Strana cena – Gv 13,1-15

Strana cena – Gv 13,1-15

Prima della festa di Pasqua, Gesù, sapendo che era venuta la sua ora di passare da questo mondo al Padre, avendo amato i suoi che erano nel mondo, li amò sino alla fine.
Durante la cena, quando il diavolo aveva già messo in cuore a Giuda, figlio di Simone Iscariota, di tradirlo, Gesù, sapendo che il Padre gli aveva dato tutto nelle mani e che era venuto da Dio e a Dio ritornava, si alzò da tavola, depose le vesti, prese un asciugamano e se lo cinse attorno alla vita. Poi versò dell’acqua nel catino e cominciò a lavare i piedi dei discepoli e ad asciugarli con l’asciugamano di cui si era cinto.
Venne dunque da Simon Pietro e questi gli disse: «Signore, tu lavi i piedi a me?». Rispose Gesù: «Quello che io faccio, tu ora non lo capisci; lo capirai dopo». Gli disse Pietro: «Tu non mi laverai i piedi in eterno!». Gli rispose Gesù: «Se non ti laverò, non avrai parte con me». Gli disse Simon Pietro: «Signore, non solo i miei piedi, ma anche le mani e il capo!». Soggiunse Gesù: «Chi ha fatto il bagno, non ha bisogno di lavarsi se non i piedi ed è tutto puro; e voi siete puri, ma non tutti». Sapeva infatti chi lo tradiva; per questo disse: «Non tutti siete puri».
Quando ebbe lavato loro i piedi, riprese le sue vesti, sedette di nuovo e disse loro: «Capite quello che ho fatto per voi? Voi mi chiamate il Maestro e il Signore, e dite bene, perché lo sono. Se dunque io, il Signore e il Maestro, ho lavato i piedi a voi, anche voi dovete lavare i piedi gli uni agli altri. Vi ho dato un esempio, infatti, perché anche voi facciate come io ho fatto a voi».

Mentre gli evangelisti sinottici descrivono l’ultima cena come… una cena, Giovanni vuole fare l’originale. Secondo lui all’ultima cena Gesù ha istituito sì un sacramento, ma non si tratta dell’Eucaristia. Capiamoci, non è che Giovanni neghi la presenza di quel gesto, semplicemente decide di descrivere altro. Gli studiosi dicono che è perché Giovanni, scrivendo probabilmente per ultimo, aveva “sott’occhi” gli altri evangli e, quindi, ha deciso di lasciare che loro parlassero dell’Eucaristia, mentre lui…
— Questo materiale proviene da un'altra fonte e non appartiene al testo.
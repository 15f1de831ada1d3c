/// A naming strategy producing a state's display title from its ordinal index.
///
/// The machine never hard-codes a naming policy. It asks its generator for the title
/// of a freshly added state and, during state removal, uses [`TitleGenerator::index_of`]
/// to verify that the surviving titles can be renumbered without collisions.
pub trait TitleGenerator {
    /// Generates the title for the state with the given ordinal index, or `None` if
    /// the generator cannot name that many states.
    fn try_title(&self, index: usize) -> Option<String>;

    /// The inverse of [`TitleGenerator::try_title`]: the ordinal index a title was
    /// generated for, or `None` if this generator would never produce it.
    fn index_of(&self, title: &str) -> Option<usize>;

    /// Generates the title for the state with the given ordinal index.
    ///
    /// # Panics
    /// Panics if the generator cannot name that many states.
    fn title(&self, index: usize) -> String {
        self.try_title(index)
            .unwrap_or_else(|| panic!("no title for state index {index}"))
    }
}

/// The default naming strategy: single latin capital letters `A` through `Z`.
#[derive(Clone, Copy, Debug, Default, PartialEq, Eq)]
pub struct LatinTitles;

/// The number of titles [`LatinTitles`] can produce.
pub const LATIN_TITLES_COUNT: usize = 26;

impl TitleGenerator for LatinTitles {
    fn try_title(&self, index: usize) -> Option<String> {
        if index >= LATIN_TITLES_COUNT {
            return None;
        }
        Some(((b'A' + index as u8) as char).to_string())
    }

    fn index_of(&self, title: &str) -> Option<usize> {
        let mut chars = title.chars();
        let c = chars.next()?;
        if chars.next().is_some() || !c.is_ascii_uppercase() {
            return None;
        }
        Some(c as usize - 'A' as usize)
    }
}
use crate::alphabet::{Alphabet, Symbol};
use crate::math::{Map, Set};

/// Internal index of a state. Indices are allocated monotonically and never reused,
/// so they stay valid across renames and renumbering.
pub(crate) type StateId = usize;

/// A single automaton vertex. It owns its outgoing transitions (symbol to target)
/// and its incoming transitions (symbol to set of sources), the latter kept purely
/// so that edges can be severed from either endpoint.
///
/// Every method here mutates only `self`. The machine layer is responsible for
/// touching both endpoints of an edge atomically, which is what upholds the
/// bidirectional symmetry invariant: `from.out[s] == to` iff `from` is in
/// `to.inc[s]`.
#[derive(Clone, Debug)]
pub(crate) struct MachineState {
    pub(crate) title: String,
    out: Map<Symbol, StateId>,
    inc: Map<Symbol, Set<StateId>>,
}

impl MachineState {
    pub(crate) fn new(title: impl Into<String>) -> Self {
        Self {
            title: title.into(),
            out: Map::default(),
            inc: Map::default(),
        }
    }

    /// Wires an outgoing transition, overwriting any prior target for the symbol
    /// (last-write-wins). Returns the previous target, if any.
    pub(crate) fn add_transition_out(&mut self, symbol: Symbol, target: StateId) -> Option<StateId> {
        self.out.insert(symbol, target)
    }

    /// Records an incoming transition, creating the source set lazily.
    pub(crate) fn add_transition_in(&mut self, symbol: Symbol, source: StateId) {
        self.inc.entry(symbol).or_default().insert(source);
    }

    pub(crate) fn remove_transition_out(&mut self, symbol: &str) -> Option<StateId> {
        self.out.remove(symbol)
    }

    /// Removes `source` from the incoming set for `symbol`. The set is dropped
    /// entirely once empty: absence of a symbol key must mean "no incoming
    /// transition on that symbol", not "empty set".
    pub(crate) fn remove_transition_in(&mut self, symbol: &str, source: StateId) {
        if let Some(sources) = self.inc.get_mut(symbol) {
            sources.remove(&source);
            if sources.is_empty() {
                self.inc.remove(symbol);
            }
        }
    }

    /// The target of the outgoing transition for `symbol`, if wired.
    pub(crate) fn target(&self, symbol: &str) -> Option<StateId> {
        self.out.get(symbol).copied()
    }

    pub(crate) fn transitions_out(&self) -> impl Iterator<Item = (&Symbol, StateId)> + '_ {
        self.out.iter().map(|(s, &t)| (s, t))
    }

    pub(crate) fn transitions_in(&self) -> impl Iterator<Item = (&Symbol, &Set<StateId>)> + '_ {
        self.inc.iter()
    }

    pub(crate) fn has_incoming(&self, symbol: &str, source: StateId) -> bool {
        self.inc.get(symbol).is_some_and(|sources| sources.contains(&source))
    }

    /// Pure label mutation. The state does not know about the machine's title
    /// index, so every rename must be paired with a re-key at the machine layer.
    pub(crate) fn rename(&mut self, new_title: impl Into<String>) {
        self.title = new_title.into();
    }

    /// Whether every symbol of the given alphabet has an outgoing transition.
    pub(crate) fn is_complete(&self, alphabet: &Alphabet) -> bool {
        alphabet.universe().all(|s| self.out.contains_key(s))
    }
}

#[cfg(test)]
mod tests {
    use super::*;

    #[test]
    fn last_write_wins() {
        let mut state = MachineState::new("A");
        assert_eq!(state.add_transition_out("0".into(), 1), None);
        assert_eq!(state.add_transition_out("0".into(), 2), Some(1));
        assert_eq!(state.target("0"), Some(2));
    }

    #[test]
    fn incoming_sets_stay_sparse() {
        let mut state = MachineState::new("B");
        state.add_transition_in("1".into(), 0);
        state.add_transition_in("1".into(), 2);
        assert!(state.has_incoming("1", 0));

        state.remove_transition_in("1", 0);
        assert!(state.has_incoming("1", 2));
        state.remove_transition_in("1", 2);
        // the now-empty set must be pruned, not left behind
        assert_eq!(state.transitions_in().count(), 0);
    }

    #[test]
    fn completeness() {
        let alphabet = Alphabet::from_csv("0,1").unwrap();
        let mut state = MachineState::new("A");
        assert!(!state.is_complete(&alphabet));
        state.add_transition_out("0".into(), 0);
        assert!(!state.is_complete(&alphabet));
        state.add_transition_out("1".into(), 1);
        assert!(state.is_complete(&alphabet));
    }
}
//! Reading and writing machines in the line-oriented interchange format.
//!
//! A stored machine is two lines of semicolon-delimited records:
//! 1. one record `title,x,y,isStart,isFinal;` per state, and
//! 2. one record `from,to,symbols;` per ordered state pair, with the symbols of
//!    that pair joined by `+` (loops use `from == to`).
//!
//! The format carries node coordinates for the graph canvas, which the core
//! machine knows nothing about, so the unit of persistence is a
//! [`MachineDocument`] pairing a machine with its node positions.

use std::io::{BufRead, BufReader, Read, Write};
use std::path::Path;

use itertools::Itertools;
use tracing::debug;

use crate::alphabet::Alphabet;
use crate::machine::{LatinTitles, Machine, MachineError, TitleGenerator};
use crate::math::Map;

/// Canvas coordinates of one node.
#[derive(Clone, Copy, Debug, Default, PartialEq)]
pub struct Position {
    /// Horizontal coordinate.
    pub x: f64,
    /// Vertical coordinate.
    pub y: f64,
}

/// A machine together with the per-state canvas positions the interchange format
/// carries. States without a recorded position are written at the origin.
#[derive(Clone, Debug)]
pub struct MachineDocument<G: TitleGenerator = LatinTitles> {
    /// The automaton itself.
    pub machine: Machine<G>,
    /// Node positions, keyed by state title.
    pub positions: Map<String, Position>,
}

impl<G: TitleGenerator> MachineDocument<G> {
    /// Writes the document in the two-line interchange format.
    pub fn save<W: Write>(&self, mut writer: W) -> Result<(), StorageError> {
        let nodes = self
            .machine
            .titles()
            .map(|title| {
                let position = self.positions.get(title).copied().unwrap_or_default();
                let is_start = self.machine.start_state() == Some(title);
                let is_final = self.machine.is_final(title).expect("title is live");
                format!("{},{},{},{},{};", title, position.x, position.y, is_start, is_final)
            })
            .join("");
        writeln!(writer, "{nodes}")?;

        let transitions = self
            .machine
            .edges()
            .into_iter()
            .map(|(from, to, symbols)| format!("{},{},{};", from, to, symbols.iter().join("+")))
            .join("");
        writeln!(writer, "{transitions}")?;
        debug!("saved machine with {} states", self.machine.states_count());
        Ok(())
    }

    /// Writes the document to a file, replacing any previous content.
    pub fn save_to_path(&self, path: impl AsRef<Path>) -> Result<(), StorageError> {
        self.save(std::fs::File::create(path)?)
    }

    /// Reads a document from the two-line interchange format. The alphabet is not
    /// part of the format and must be supplied by the caller (it comes from the
    /// application configuration).
    ///
    /// Reading aborts with a hard failure if a transition record references an
    /// unknown state or re-assigns a symbol already wired from the same source.
    pub fn load<R: Read>(reader: R, alphabet: Alphabet, generator: G) -> Result<Self, StorageError> {
        let mut lines = BufReader::new(reader).lines();
        let nodes_line = lines.next().transpose()?.ok_or(StorageError::MissingLine {
            which: "nodes",
        })?;
        let transitions_line = lines.next().transpose()?.unwrap_or_default();

        let mut machine = Machine::with_generator(alphabet, generator);
        let mut positions = Map::default();
        for record in records(&nodes_line) {
            let node = NodeRecord::parse(record)?;
            machine.add_state_titled(node.title.clone())?;
            if node.is_start {
                machine.set_start_state(&node.title)?;
            }
            if node.is_final {
                machine.add_final_state(&node.title)?;
            }
            positions.insert(node.title, node.position);
        }

        for record in records(&transitions_line) {
            let (from, to, symbols) = parse_transition(record)?;
            machine.add_transitions(symbols, from, to)?;
        }

        debug!("loaded machine with {} states", machine.states_count());
        Ok(Self { machine, positions })
    }

    /// Reads a document from a file.
    pub fn load_from_path(
        path: impl AsRef<Path>,
        alphabet: Alphabet,
        generator: G,
    ) -> Result<Self, StorageError> {
        Self::load(std::fs::File::open(path)?, alphabet, generator)
    }
}

fn records(line: &str) -> impl Iterator<Item = &str> {
    line.split(';').map(str::trim_end).filter(|r| !r.is_empty())
}

struct NodeRecord {
    title: String,
    position: Position,
    is_start: bool,
    is_final: bool,
}

impl NodeRecord {
    fn parse(record: &str) -> Result<Self, StorageError> {
        let bad = || StorageError::bad_record("nodes", record);
        let (title, x, y, is_start, is_final) =
            record.split(',').collect_tuple().ok_or_else(bad)?;
        Ok(Self {
            title: title.to_string(),
            position: Position {
                x: x.parse().map_err(|_| bad())?,
                y: y.parse().map_err(|_| bad())?,
            },
            is_start: parse_bool(is_start).ok_or_else(bad)?,
            is_final: parse_bool(is_final).ok_or_else(bad)?,
        })
    }
}

fn parse_transition(record: &str) -> Result<(&str, &str, Vec<String>), StorageError> {
    let (from, to, symbols) = record
        .split(',')
        .collect_tuple()
        .ok_or_else(|| StorageError::bad_record("transitions", record))?;
    Ok((from, to, symbols.split('+').map(str::to_string).collect()))
}

fn parse_bool(token: &str) -> Option<bool> {
    if token.eq_ignore_ascii_case("true") {
        Some(true)
    } else if token.eq_ignore_ascii_case("false") {
        Some(false)
    } else {
        None
    }
}

/// Failures while reading or writing the interchange format.
#[derive(Debug, thiserror::Error)]
pub enum StorageError {
    /// The underlying reader or writer failed.
    #[error(transparent)]
    Io(#[from] std::io::Error),
    /// The input ended before the named line.
    #[error("missing {which} line")]
    MissingLine {
        /// Which of the two lines was absent.
        which: &'static str,
    },
    /// A record did not match the expected field layout.
    #[error("malformed {line} record {record:?}")]
    BadRecord {
        /// Which line the record came from.
        line: &'static str,
        /// The offending record text.
        record: String,
    },
    /// Rebuilding the machine rejected a record, e.g. an unknown state reference
    /// or a symbol already assigned from the same source.
    #[error(transparent)]
    Machine(#[from] MachineError),
}

impl StorageError {
    fn bad_record(line: &'static str, record: &str) -> Self {
        Self::BadRecord {
            line,
            record: record.to_string(),
        }
    }
}
use itertools::Itertools;

/// A single input symbol. Symbols are strings of arbitrary but fixed granularity
/// (single characters in practice) and are compared by exact equality.
pub type Symbol = String;

/// An immutable-after-construction set of input symbols. Every transition of a
/// [`crate::machine::Machine`] is validated against the alphabet it was created with.
///
/// # Example
/// ```
/// use dfa_machine::alphabet::Alphabet;
///
/// let alphabet = Alphabet::from_csv("0,1").unwrap();
/// assert!(alphabet.contains("1"));
/// assert!(!alphabet.contains("2"));
/// assert!(alphabet.contains_all(["0", "1"]));
/// ```
#[derive(Clone, Debug, PartialEq, Eq, Hash, PartialOrd, Ord)]
pub struct Alphabet(Vec<Symbol>);

impl Alphabet {
    /// Creates an alphabet from the given symbols. Duplicates are collapsed and the
    /// symbols are kept in sorted order.
    pub fn new<I, S>(symbols: I) -> Result<Self, AlphabetError>
    where
        I: IntoIterator<Item = S>,
        S: Into<Symbol>,
    {
        let symbols: Vec<Symbol> = symbols.into_iter().map(Into::into).unique().sorted().collect();
        if symbols.is_empty() {
            return Err(AlphabetError::Empty);
        }
        if symbols.iter().any(|s| s.is_empty()) {
            return Err(AlphabetError::EmptySymbol);
        }
        Ok(Self(symbols))
    }

    /// Parses an alphabet from a comma-delimited string, treating each token as one
    /// symbol. Tokens are taken verbatim, no trimming happens.
    pub fn from_csv(symbols: &str) -> Result<Self, AlphabetError> {
        Self::new(symbols.split(','))
    }

    /// The number of symbols in the alphabet.
    pub fn size(&self) -> usize {
        self.0.len()
    }

    /// Returns an iterator over all symbols, in sorted order.
    pub fn universe(&self) -> impl Iterator<Item = &Symbol> + '_ {
        self.0.iter()
    }

    /// Checks whether the given symbol belongs to the alphabet.
    pub fn contains(&self, symbol: &str) -> bool {
        self.0.binary_search_by(|s| s.as_str().cmp(symbol)).is_ok()
    }

    /// Checks whether every one of the given symbols belongs to the alphabet.
    pub fn contains_all<I, S>(&self, symbols: I) -> bool
    where
        I: IntoIterator<Item = S>,
        S: AsRef<str>,
    {
        symbols.into_iter().all(|s| self.contains(s.as_ref()))
    }
}

impl std::fmt::Display for Alphabet {
    fn fmt(&self, f: &mut std::fmt::Formatter<'_>) -> std::fmt::Result {
        write!(f, "{}", self.0.iter().join(","))
    }
}

impl std::str::FromStr for Alphabet {
    type Err = AlphabetError;

    fn from_str(s: &str) -> Result<Self, Self::Err> {
        Self::from_csv(s)
    }
}

/// Ways in which constructing an [`Alphabet`] can fail.
#[derive(Debug, Clone, PartialEq, Eq, thiserror::Error)]
pub enum AlphabetError {
    /// No symbols were given. An alphabet must be non-empty.
    #[error("an alphabet must contain at least one symbol")]
    Empty,
    /// One of the given tokens was the empty string.
    #[error("the empty string is not a valid symbol")]
    EmptySymbol,
}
Lui parla di un altro sacramento. Si tratta del servizio reciproco, del lavare i piedi. Giovanni si diverte a stuzzicare la narrazione insistendo che tutto ciò avviene “durante la cena”, non dopo né prima. Si tratta di un gesto inaudito, che rompe gli schemi fissati e rigorosi del rito del “sèder” ebraico, cioè della Pasqua antica. Inoltre – scandalo nello scandalo! – si tratta di un gesto inappropriato da parte di un maestro (e Pietro lo sottolinea chiaramente).

Insomma, tutta questa attenzione, a livello narrativo, ci porta a dire che per Giovanni lavare i piedi è un vero e proprio sacramento, cioè un luogo di incontro tra Dio e l’uomo: la carità è un ponte. Commuove pensare che questo gesto è consegnato a tutti noi durante una cena familiare, come a dire che il primo servizio è a quelli che possiamo raggiungere più facilmente, che – scherzo del destino – sono quelli con cui facciamo più fatica.

In questo periodo di quarantesima sentiamo forte come non mai la provocazione a un servizio familiare e intimo, a piccoli gesti di cortesia quotidiana con le persone che magari vediamo tutti i giorni e che, proprio per questo, rischiamo di dare per scontato.